‘Legion’ starts strong but gets boring
By Roger Moore
The diner, as always, is a dive in the desert.
There’s always a broad slice of humanity in it.
And then these mismatched folks — young and old, rich and poor, face real terror and must band together to survive. Because here come the zombies. Or vampires. Or vampire bikers.
But in “Legion,” the assaulting hordes are demons and angels from heaven. And these angels and their spawn aren’t taking any prisoners. God’s given up on the human race and is ready to wipe us out. Again.
Profane, profanely silly and blasphemous to beat the band, “Legion” begins well, then plunges into the abyss of tedium. For a few minutes the most preposterous movie of the new year’s cast and crew recognize it as preposterous and play along. Actors gape in terror and awe as the skies darken and the Biblical Apocalypse begins, with bugs and people possessed by angels converging on the Paradise Falls diner in the Mohave Desert.

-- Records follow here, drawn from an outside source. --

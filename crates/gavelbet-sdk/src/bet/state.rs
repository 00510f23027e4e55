use serde::{Deserialize, Serialize};

use crate::error::{Error, Result};
use crate::hashing::KeyHash;
use crate::plutus::{FromPlutusData, PlutusData, ToPlutusData};

/// Datum of a bet output.
#[derive(Debug, Clone, PartialEq, Eq, Hash, Serialize, Deserialize)]
pub struct BetState {
    pub oracle: KeyHash,
    /// Stake of each player, in lovelace.
    pub wager: u64,
    pub player1: KeyHash,
    pub player2: KeyHash,
    /// POSIX milliseconds.
    pub deadline: u64,
    pub is_joined: bool,
}

impl BetState {
    pub fn new(oracle: KeyHash, wager: u64, player1: KeyHash, player2: KeyHash, deadline: u64) -> Self {
        Self {
            oracle,
            wager,
            player1,
            player2,
            deadline,
            is_joined: false,
        }
    }

    pub fn joined(&self) -> Self {
        Self {
            is_joined: true,
            ..self.clone()
        }
    }

    /// Both stakes together.
    pub fn pot(&self) -> Result<u64> {
        self.wager.checked_mul(2).ok_or(Error::ValueOverflow)
    }

    pub fn is_player(&self, key: &KeyHash) -> bool {
        *key == self.player1 || *key == self.player2
    }
}

impl ToPlutusData for BetState {
    fn to_plutus_data(&self) -> PlutusData {
        PlutusData::constr(
            0,
            vec![
                PlutusData::bytes(self.oracle),
                PlutusData::integer(self.wager),
                PlutusData::bytes(self.player1),
                PlutusData::bytes(self.player2),
                PlutusData::integer(self.deadline),
                PlutusData::unit(u64::from(self.is_joined)),
            ],
        )
    }
}

impl FromPlutusData for BetState {
    fn from_plutus_data(data: &PlutusData) -> Result<Self> {
        let f = data.expect_constr(0, 6)?;
        let is_joined = match f[5].as_unit()? {
            0 => false,
            1 => true,
            other => return Err(Error::Encoding(format!("invalid boolean constructor {other}"))),
        };
        Ok(Self {
            oracle: f[0].as_key_hash()?,
            wager: f[1].as_u64()?,
            player1: f[2].as_key_hash()?,
            player2: f[3].as_key_hash()?,
            deadline: f[4].as_u64()?,
            is_joined,
        })
    }
}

Dennis Quaid, Lucas Black, Adrianne Palicki and others yell “What the hell IS this?’ as hell rains down on them. Charles S. Dutton shouts, “I gotta get my Bible. SOMEbody’s got to start praying!”

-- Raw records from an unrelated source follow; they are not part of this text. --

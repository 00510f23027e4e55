use crate::bet::state::BetState;
use crate::contract::CompiledValidator;
use crate::error::{Error, Result};
use crate::hashing::KeyHash;
use crate::ledger::{TxOutput, Value};
use crate::params::MIN_DEPOSIT;
use crate::plutus::ToPlutusData;
use crate::tx::TxDraft;

/// Parameters for opening a bet between two players.
pub struct DeployBetParams {
    pub oracle: KeyHash,
    pub player1: KeyHash,
    pub player2: KeyHash,
    pub wager: u64,
    /// POSIX milliseconds.
    pub deadline: u64,
    pub now_ms: u64,
}

/// Lock [`MIN_DEPOSIT`] at the bet address under a not-joined state.
pub fn build_deploy_bet_tx(
    validator: &CompiledValidator,
    params: &DeployBetParams,
) -> Result<(TxDraft, BetState)> {
    if params.wager == 0 {
        return Err(Error::ZeroAmount);
    }
    if params.player1 == params.player2 {
        return Err(Error::Authorization("a bet needs two distinct players".into()));
    }
    if params.deadline <= params.now_ms {
        return Err(Error::Timing(format!(
            "deadline {} is not in the future",
            params.deadline
        )));
    }

    let state = BetState::new(
        params.oracle,
        params.wager,
        params.player1,
        params.player2,
        params.deadline,
    );

    let mut draft = TxDraft::new();
    draft.pay_to(TxOutput::with_inline_datum(
        validator.address().clone(),
        Value::lovelace(MIN_DEPOSIT),
        &state.to_plutus_data(),
    )?);
    Ok((draft, state))
}

#[cfg(test)]
mod tests {
    use super::*;
    use crate::testing::bet_validator;

    fn params() -> DeployBetParams {
        DeployBetParams {
            oracle: KeyHash([9; 28]),
            player1: KeyHash([1; 28]),
            player2: KeyHash([2; 28]),
            wager: 1_000_000,
            deadline: 10_000,
            now_ms: 0,
        }
    }

    #[test]
    fn records_wager_and_deadline() {
        let validator = bet_validator();
        let (draft, state) = build_deploy_bet_tx(&validator, &params()).unwrap();
        assert!(!state.is_joined);
        assert_eq!(state.wager, 1_000_000);
        assert_eq!(state.deadline, 10_000);
        assert_eq!(draft.outputs()[0].value.coin, MIN_DEPOSIT);
        assert_eq!(&draft.outputs()[0].address, validator.address());
    }

    #[test]
    fn rejects_degenerate_bets() {
        let validator = bet_validator();
        let zero = DeployBetParams { wager: 0, ..params() };
        assert!(matches!(build_deploy_bet_tx(&validator, &zero), Err(Error::ZeroAmount)));
        let solo = DeployBetParams {
            player2: KeyHash([1; 28]),
            ..params()
        };
        assert!(build_deploy_bet_tx(&validator, &solo).is_err());
    }
}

And then the angel Michael played by Paul Bettany and not John Travolta this time — shows up, fresh from whacking off his wings, robbing an LA gun shop and stealing an LAPD patrol car. He’s locked and loaded. And he’s on humanity’s side.
“It’s started. There isn’t much time.”
Not that this outpost of humanity trusts Mr. Harbinger of Doom.
“Let me see them teeth!” the grizzled diner-owner (Quaid) demands.
“No shark teeth, Pop!” the owner’s son, named Jeep (Lucas Black, from “Friday Night Lights”) drawls. This Michael must be OK. God’s avenging legions have pointy teeth.
It’s all about fending off the forces of The Lord long enough to give humanity a little hope. It’s about the prophetic role of the pregnant waitress, Charlie (TV actress Adrianne Palicki). It’s about Tyrese Gibson swapping ammo clips and profanities with Quaid. And it’s about Black going all weepy in that annoying way of his.
The acting settles into “indifferent” and the feeble action beats are stretched so far apart that you almost forget the “Zulu” / “Assault on Precinct 13” / “From Dusk Till Dawn” template at work here. Visual-effects-guy-turned-director Scott Stewart gives this film few effects and no pace, losing himself in the personal crises of the various characters. The best jolt comes so early that the fact that no fresh jolt is attempted for the middle hour of the film makes it all the more boring.